Report every line from the following entries that contains the string "HashMap".

### EXTRACTED ENTRIES:
# # # #

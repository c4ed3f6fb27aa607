//! Reward configuration: badge thresholds, badge side rewards, and
//! rarity-to-fragment values.
//!
//! Loaded once at startup (defaults or JSON) and validated for completeness
//! so the evaluator and fragment conversion stay pure table lookups.

use crate::badges::{BadgeDef, BadgeId, BadgeMetric};
use crate::constants::DEFAULT_LESSON_CATALOG_SIZE;
use crate::partners::Rarity;
use serde::{Deserialize, Serialize};
use std::collections::HashMap;
use thiserror::Error;

#[derive(Debug, Error)]
pub enum ConfigError {
    #[error("invalid reward config json: {0}")]
    Parse(#[from] serde_json::Error),
    #[error("badge {0:?} is missing from the badge table")]
    MissingBadge(BadgeId),
    #[error("badge {0:?} appears more than once in the badge table")]
    DuplicateBadge(BadgeId),
    #[error("badge {0:?} has a zero threshold")]
    ZeroThreshold(BadgeId),
    #[error("no fragment value configured for rarity {0:?}")]
    MissingFragmentValue(Rarity),
    #[error("lesson catalog size must be non-zero")]
    EmptyLessonCatalog,
}

/// Read-only reward tables consumed by the core.
#[derive(Debug, Clone, PartialEq, Eq, Serialize, Deserialize)]
pub struct RewardConfig {
    pub badges: Vec<BadgeDef>,
    pub fragment_values: HashMap<Rarity, u32>,
    pub total_lessons: u32,
}

impl Default for RewardConfig {
    fn default() -> Self {
        let total_lessons = DEFAULT_LESSON_CATALOG_SIZE;
        let badges = vec![
            BadgeDef {
                id: BadgeId::FirstLogin,
                metric: BadgeMetric::LoginStreak,
                threshold: 1,
                partner_ticket_reward: 0,
            },
            BadgeDef {
                id: BadgeId::Streak3,
                metric: BadgeMetric::LoginStreak,
                threshold: 3,
                partner_ticket_reward: 0,
            },
            BadgeDef {
                id: BadgeId::Streak7,
                metric: BadgeMetric::LoginStreak,
                threshold: 7,
                partner_ticket_reward: 1,
            },
            BadgeDef {
                id: BadgeId::Level2,
                metric: BadgeMetric::Level,
                threshold: 2,
                partner_ticket_reward: 0,
            },
            BadgeDef {
                id: BadgeId::Level3,
                metric: BadgeMetric::Level,
                threshold: 3,
                partner_ticket_reward: 0,
            },
            BadgeDef {
                id: BadgeId::FirstLesson,
                metric: BadgeMetric::LessonsCompleted,
                threshold: 1,
                partner_ticket_reward: 0,
            },
            BadgeDef {
                id: BadgeId::Lessons5,
                metric: BadgeMetric::LessonsCompleted,
                threshold: 5,
                partner_ticket_reward: 0,
            },
            BadgeDef {
                id: BadgeId::AllLessons,
                metric: BadgeMetric::LessonsCompleted,
                threshold: total_lessons,
                partner_ticket_reward: 2,
            },
        ];
        let fragment_values = HashMap::from([
            (Rarity::Common, 1),
            (Rarity::Rare, 2),
            (Rarity::SuperRare, 5),
            (Rarity::UltraRare, 10),
        ]);
        Self {
            badges,
            fragment_values,
            total_lessons,
        }
    }
}

impl RewardConfig {
    /// Parses and validates a config from JSON.
    pub fn from_json(json: &str) -> Result<Self, ConfigError> {
        let config: RewardConfig = serde_json::from_str(json)?;
        config.validate()?;
        Ok(config)
    }

    /// Checks the tables for completeness: every badge id exactly once with
    /// a non-zero threshold, a fragment value for every rarity, and a
    /// non-empty lesson catalog.
    pub fn validate(&self) -> Result<(), ConfigError> {
        for id in BadgeId::ALL {
            let count = self.badges.iter().filter(|d| d.id == id).count();
            if count == 0 {
                return Err(ConfigError::MissingBadge(id));
            }
            if count > 1 {
                return Err(ConfigError::DuplicateBadge(id));
            }
        }
        for def in &self.badges {
            if def.threshold == 0 {
                return Err(ConfigError::ZeroThreshold(def.id));
            }
        }
        for rarity in Rarity::ALL {
            if !self.fragment_values.contains_key(&rarity) {
                return Err(ConfigError::MissingFragmentValue(rarity));
            }
        }
        if self.total_lessons == 0 {
            return Err(ConfigError::EmptyLessonCatalog);
        }
        Ok(())
    }

    /// Fragment value for a rarity. Validation guarantees the entry exists.
    pub fn fragment_value(&self, rarity: Rarity) -> u32 {
        self.fragment_values.get(&rarity).copied().unwrap_or(0)
    }

    pub fn badge_def(&self, id: BadgeId) -> Option<&BadgeDef> {
        self.badges.iter().find(|d| d.id == id)
    }
}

# # # #

### RESULT OF THIS EXERCISE:
use std::collections::HashMap;
    pub fragment_values: HashMap<Rarity, u32>,
        let fragment_values = HashMap::from([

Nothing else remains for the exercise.